#### Work to complete
Each line below that carries the string "join" must appear in the answer.

[Source records]
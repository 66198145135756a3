// Copyright (c) 2025 Fabstir
// SPDX-License-Identifier: BUSL-1.1

//! Model file resolution.
//!
//! A model name (a Hugging Face repository id such as
//! `Xenova/all-MiniLM-L6-v2`) resolves to a `model.onnx` + `tokenizer.json`
//! pair. A configured models directory takes priority; otherwise the files
//! are fetched from the Hugging Face Hub and cached on disk by `hf-hub`, so
//! only the first load of a model pays the download.

use anyhow::{Context, Result};
use hf_hub::api::tokio::Api;
use std::path::{Path, PathBuf};
use tracing::debug;

/// Resolved on-disk locations of a model's files
#[derive(Debug, Clone)]
pub struct ModelFiles {
    /// ONNX model weights (model.onnx)
    pub model: PathBuf,
    /// Tokenizer definition (tokenizer.json)
    pub tokenizer: PathBuf,
}

/// Resolves model names to local files, downloading from the Hub on a miss.
#[derive(Debug, Clone, Default)]
pub struct ModelFetcher {
    /// Optional directory of pre-provisioned models, laid out as
    /// `<dir>/<sanitized name>/{model.onnx,tokenizer.json}`
    models_dir: Option<PathBuf>,
}

/// Turns a repository id into a single path component (`/` becomes `__`)
pub fn sanitize_model_name(name: &str) -> String {
    name.replace('/', "__")
}

impl ModelFetcher {
    pub fn new(models_dir: Option<PathBuf>) -> Self {
        Self { models_dir }
    }

    /// Resolves `model_name` to its ONNX weights and tokenizer files.
    pub async fn fetch(&self, model_name: &str) -> Result<ModelFiles> {
        if model_name.trim().is_empty() {
            anyhow::bail!("model name cannot be empty");
        }

        if let Some(dir) = &self.models_dir {
            if let Some(files) = local_files(dir, model_name) {
                debug!("Resolved model '{}' from models directory", model_name);
                return Ok(files);
            }
        }

        self.fetch_from_hub(model_name).await
    }

    async fn fetch_from_hub(&self, model_name: &str) -> Result<ModelFiles> {
        let api = Api::new().context("Failed to initialize Hugging Face Hub client")?;
        let repo = api.model(model_name.to_string());

        let tokenizer = repo.get("tokenizer.json").await.context(format!(
            "Failed to fetch tokenizer.json for '{}'",
            model_name
        ))?;

        // Xenova exports keep the weights under onnx/; other repositories put
        // model.onnx at the root
        let model = match repo.get("onnx/model.onnx").await {
            Ok(path) => path,
            Err(_) => repo.get("model.onnx").await.context(format!(
                "Failed to fetch ONNX weights for '{}'",
                model_name
            ))?,
        };

        Ok(ModelFiles { model, tokenizer })
    }
}

fn local_files(dir: &Path, model_name: &str) -> Option<ModelFiles> {
    let model_dir = dir.join(sanitize_model_name(model_name));
    let model = model_dir.join("model.onnx");
    let tokenizer = model_dir.join("tokenizer.json");
    if model.exists() && tokenizer.exists() {
        Some(ModelFiles { model, tokenizer })
    } else {
        None
    }
}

#### Solution to this exercise
    let model_dir = dir.join(sanitize_model_name(model_name));
    let model = model_dir.join("model.onnx");
    let tokenizer = model_dir.join("tokenizer.json");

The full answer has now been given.